** RECORD EXCERPTS **
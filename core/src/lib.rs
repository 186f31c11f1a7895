//! Deterministic financial-life simulation core.
//!
//! One player = one `Game` aggregate persisted in SQLite. Every player
//! action runs through [`processor::ActionProcessor`] as an atomic unit
//! of work: load, mutate, append events, commit with an optimistic
//! version check. Randomness comes only from per-purpose seeded streams,
//! so two games with the same seed and action script produce identical
//! event logs.

pub mod action;
pub mod cards;
pub mod config;
pub mod error;
pub mod event;
pub mod formulas;
pub mod game;
pub mod processor;
pub mod rewards;
pub mod rng;
pub mod scenario;
pub mod store;
pub mod types;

** ACTIVITY **
Where a line in the material above holds "with", copy that line.

** RESULT OF THIS TASK **
//! of work: load, mutate, append events, commit with an optimistic
//! so two games with the same seed and action script produce identical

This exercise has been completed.